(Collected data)

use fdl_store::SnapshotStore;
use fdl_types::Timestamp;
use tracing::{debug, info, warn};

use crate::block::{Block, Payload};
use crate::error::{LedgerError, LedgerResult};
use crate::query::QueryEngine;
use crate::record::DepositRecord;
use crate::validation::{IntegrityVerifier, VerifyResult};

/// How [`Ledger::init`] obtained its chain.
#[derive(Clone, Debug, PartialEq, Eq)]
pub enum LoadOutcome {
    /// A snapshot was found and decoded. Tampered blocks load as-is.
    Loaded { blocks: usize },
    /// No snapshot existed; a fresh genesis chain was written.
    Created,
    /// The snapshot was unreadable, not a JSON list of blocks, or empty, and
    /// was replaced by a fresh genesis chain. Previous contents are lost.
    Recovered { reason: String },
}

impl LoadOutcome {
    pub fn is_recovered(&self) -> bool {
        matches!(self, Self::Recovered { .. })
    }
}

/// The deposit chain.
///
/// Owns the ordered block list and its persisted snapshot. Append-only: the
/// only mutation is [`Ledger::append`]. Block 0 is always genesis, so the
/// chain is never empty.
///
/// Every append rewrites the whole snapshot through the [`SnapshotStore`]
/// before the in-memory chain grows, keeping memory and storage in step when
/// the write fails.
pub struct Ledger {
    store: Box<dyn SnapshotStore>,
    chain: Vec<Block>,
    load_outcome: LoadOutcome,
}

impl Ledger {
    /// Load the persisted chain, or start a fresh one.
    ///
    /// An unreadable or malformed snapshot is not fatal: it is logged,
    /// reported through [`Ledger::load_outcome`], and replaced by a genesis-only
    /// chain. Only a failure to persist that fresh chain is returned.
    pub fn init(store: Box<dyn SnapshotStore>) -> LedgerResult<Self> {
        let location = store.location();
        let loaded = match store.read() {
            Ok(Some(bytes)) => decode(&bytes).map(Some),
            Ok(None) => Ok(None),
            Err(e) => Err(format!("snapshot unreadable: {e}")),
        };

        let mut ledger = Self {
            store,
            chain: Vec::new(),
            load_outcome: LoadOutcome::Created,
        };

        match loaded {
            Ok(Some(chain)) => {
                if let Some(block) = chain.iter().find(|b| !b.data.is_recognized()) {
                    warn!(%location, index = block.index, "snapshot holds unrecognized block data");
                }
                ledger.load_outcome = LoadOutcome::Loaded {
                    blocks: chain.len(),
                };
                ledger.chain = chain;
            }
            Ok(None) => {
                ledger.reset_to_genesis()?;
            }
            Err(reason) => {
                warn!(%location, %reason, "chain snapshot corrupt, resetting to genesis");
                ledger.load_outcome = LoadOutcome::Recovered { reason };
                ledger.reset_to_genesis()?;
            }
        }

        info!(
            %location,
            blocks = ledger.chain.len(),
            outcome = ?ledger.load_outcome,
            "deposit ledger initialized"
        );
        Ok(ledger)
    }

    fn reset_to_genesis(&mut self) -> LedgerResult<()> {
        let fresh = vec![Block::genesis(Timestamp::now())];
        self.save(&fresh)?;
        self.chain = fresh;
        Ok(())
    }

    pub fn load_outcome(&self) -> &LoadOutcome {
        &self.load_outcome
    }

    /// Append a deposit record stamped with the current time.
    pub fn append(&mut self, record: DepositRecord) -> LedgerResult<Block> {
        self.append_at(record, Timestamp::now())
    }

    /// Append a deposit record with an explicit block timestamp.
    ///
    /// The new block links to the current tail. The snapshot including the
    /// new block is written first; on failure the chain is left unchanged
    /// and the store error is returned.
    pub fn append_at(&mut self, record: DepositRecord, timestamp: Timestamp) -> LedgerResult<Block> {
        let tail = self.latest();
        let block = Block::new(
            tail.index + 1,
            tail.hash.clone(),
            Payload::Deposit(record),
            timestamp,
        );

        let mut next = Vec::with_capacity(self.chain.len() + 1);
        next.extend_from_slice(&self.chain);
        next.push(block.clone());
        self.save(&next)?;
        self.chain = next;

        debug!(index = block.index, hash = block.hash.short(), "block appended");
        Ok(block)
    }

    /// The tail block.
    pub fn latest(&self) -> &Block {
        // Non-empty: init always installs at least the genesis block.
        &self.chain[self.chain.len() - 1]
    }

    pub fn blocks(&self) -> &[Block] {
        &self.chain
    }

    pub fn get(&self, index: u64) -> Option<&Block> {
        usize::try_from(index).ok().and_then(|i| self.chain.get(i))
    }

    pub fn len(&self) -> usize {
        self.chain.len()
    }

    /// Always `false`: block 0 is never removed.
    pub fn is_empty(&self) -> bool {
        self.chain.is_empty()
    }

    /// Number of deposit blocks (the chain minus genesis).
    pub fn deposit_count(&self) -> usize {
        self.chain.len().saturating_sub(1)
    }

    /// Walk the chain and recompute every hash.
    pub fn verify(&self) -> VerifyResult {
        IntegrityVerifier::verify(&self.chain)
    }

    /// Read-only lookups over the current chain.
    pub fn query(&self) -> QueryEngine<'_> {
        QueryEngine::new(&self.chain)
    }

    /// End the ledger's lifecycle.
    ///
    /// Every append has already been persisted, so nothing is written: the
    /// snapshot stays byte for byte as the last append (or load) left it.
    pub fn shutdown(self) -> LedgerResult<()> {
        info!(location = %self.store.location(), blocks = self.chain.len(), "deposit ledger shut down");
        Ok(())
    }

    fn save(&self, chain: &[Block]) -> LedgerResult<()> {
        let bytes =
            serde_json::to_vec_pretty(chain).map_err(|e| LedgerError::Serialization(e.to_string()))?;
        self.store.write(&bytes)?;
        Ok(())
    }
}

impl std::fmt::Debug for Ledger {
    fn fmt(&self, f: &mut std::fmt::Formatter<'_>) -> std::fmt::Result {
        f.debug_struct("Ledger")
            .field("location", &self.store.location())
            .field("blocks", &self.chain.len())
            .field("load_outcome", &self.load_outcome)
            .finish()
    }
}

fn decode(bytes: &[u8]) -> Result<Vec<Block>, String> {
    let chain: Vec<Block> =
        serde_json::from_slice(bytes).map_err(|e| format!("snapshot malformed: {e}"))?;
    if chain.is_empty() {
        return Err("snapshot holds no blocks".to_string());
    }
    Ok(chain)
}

» **Problem to work on**
Copy each line of the data that contains the word "location".

» **Your response**
        let location = store.location();
                    warn!(%location, index = block.index, "snapshot holds unrecognized block data");
                warn!(%location, %reason, "chain snapshot corrupt, resetting to genesis");
            %location,
        info!(location = %self.store.location(), blocks = self.chain.len(), "deposit ledger shut down");
            .field("location", &self.store.location())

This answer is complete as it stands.